Assignment: When you output the entries, begin with the first line and end with the line containing "fn from(e: reqwest::Error)", keeping each line exactly as it is.

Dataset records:
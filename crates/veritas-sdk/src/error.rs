//! Error types for the Veritas SDK.

use thiserror::Error;

/// SDK operation errors
#[derive(Debug, Error)]
pub enum SdkError {
    /// Connection error (network, DNS, refused, timeout)
    #[error("Connection error: {0}")]
    Connection(String),

    /// The service answered with a non-success status
    #[error("Service error (HTTP {status}): {message}")]
    Service {
        /// HTTP status code
        status: u16,
        /// `error` field of the response body, or the raw body
        message: String,
    },

    /// Response body could not be decoded
    #[error("Decode error: {0}")]
    Decode(String),

    /// Request could not be built or sent
    #[error("Request error: {0}")]
    Request(String),
}

impl SdkError {
    /// Whether the service rejected the input itself (HTTP 4xx)
    pub fn is_client_error(&self) -> bool {
        matches!(self, SdkError::Service { status, .. } if (400..500).contains(status))
    }
}

impl From<reqwest::Error> for SdkError {
    fn from(e: reqwest::Error) -> Self {
        if e.is_connect() || e.is_timeout() {
            SdkError::Connection(e.to_string())
        } else if e.is_decode() {
            SdkError::Decode(e.to_string())
        } else if let Some(status) = e.status() {
            SdkError::Service {
                status: status.as_u16(),
                message: e.to_string(),
            }
        } else {
            SdkError::Request(e.to_string())
        }
    }
}

impl From<serde_json::Error> for SdkError {
    fn from(e: serde_json::Error) -> Self {
        SdkError::Decode(format!("JSON parsing error: {}", e))
    }
}
//! Veritas Evaluation Service
//!
//! HTTP front end for the placeholder evaluation pipeline.
//! Each request is evaluated independently; the only shared state is the
//! immutable evaluator built from configuration.

#![warn(missing_docs)]

pub mod config;
pub mod evaluator;
pub mod handlers;
pub mod placeholder;

use config::ServerConfig;
use evaluator::Evaluator;
use handlers::{create_router, AppState};
use std::sync::Arc;
use tokio::net::TcpListener;
use tracing::info;

/// Server error
#[derive(Debug, thiserror::Error)]
pub enum ServerError {
    /// Configuration error
    #[error("Configuration error: {0}")]
    Config(#[from] config::ConfigError),

    /// Server binding error
    #[error("Failed to bind server: {0}")]
    Bind(#[from] std::io::Error),

    /// Server error
    #[error("Server error: {0}")]
    Server(String),
}

/// Build the application state described by `config`
pub fn build_state(config: &ServerConfig) -> AppState {
    AppState {
        evaluator: Arc::new(Evaluator::from_config(config)),
    }
}

/// Serve the evaluation API on an already-bound listener
pub async fn serve(listener: TcpListener, state: AppState) -> Result<(), ServerError> {
    let app = create_router(state);

    axum::serve(listener, app)
        .await
        .map_err(|e| ServerError::Server(e.to_string()))
}

/// Start the evaluation HTTP server
///
/// Validates configuration, builds the evaluator, binds and serves until
/// the process is stopped.
pub async fn start_server(config: ServerConfig) -> Result<(), ServerError> {
    config.validate()?;

    info!("Starting Veritas evaluation service");
    info!("Bind address: {}", config.bind_addr());
    info!("Explorer base URL: {}", config.explorer_base_url);
    if config.sources.is_empty() {
        info!("Using built-in source catalog");
    } else {
        info!("Configured source rules: {}", config.sources.len());
    }

    let state = build_state(&config);

    let listener = TcpListener::bind(&config.bind_addr()).await?;
    info!("Evaluation service listening on {}", config.bind_addr());

    serve(listener, state).await
}

#[cfg(test)]
mod tests {
    use super::*;

    #[test]
    fn test_build_state() {
        let state = build_state(&ServerConfig::default());
        let response = state
            .evaluator
            .evaluate(&veritas_domain::EvaluationRequest::new("Is Paris the capital of France?"))
            .unwrap();
        assert!(response.answer);
    }

    #[tokio::test]
    async fn test_invalid_config_is_rejected_before_bind() {
        let config = ServerConfig {
            explorer_base_url: "nope".to_string(),
            ..ServerConfig::default()
        };
        let result = start_server(config).await;
        assert!(matches!(result, Err(ServerError::Config(_))));
    }
}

Solution to this task:
filename crates/veritas-sdk/src/error.rs
//! Error types for the Veritas SDK.

use thiserror::Error;

/// SDK operation errors
#[derive(Debug, Error)]
pub enum SdkError {
    /// Connection error (network, DNS, refused, timeout)
    #[error("Connection error: {0}")]
    Connection(String),

    /// The service answered with a non-success status
    #[error("Service error (HTTP {status}): {message}")]
    Service {
        /// HTTP status code
        status: u16,
        /// `error` field of the response body, or the raw body
        message: String,
    },

    /// Response body could not be decoded
    #[error("Decode error: {0}")]
    Decode(String),

    /// Request could not be built or sent
    #[error("Request error: {0}")]
    Request(String),
}

impl SdkError {
    /// Whether the service rejected the input itself (HTTP 4xx)
    pub fn is_client_error(&self) -> bool {
        matches!(self, SdkError::Service { status, .. } if (400..500).contains(status))
    }
}

impl From<reqwest::Error> for SdkError {
    fn from(e: reqwest::Error) -> Self {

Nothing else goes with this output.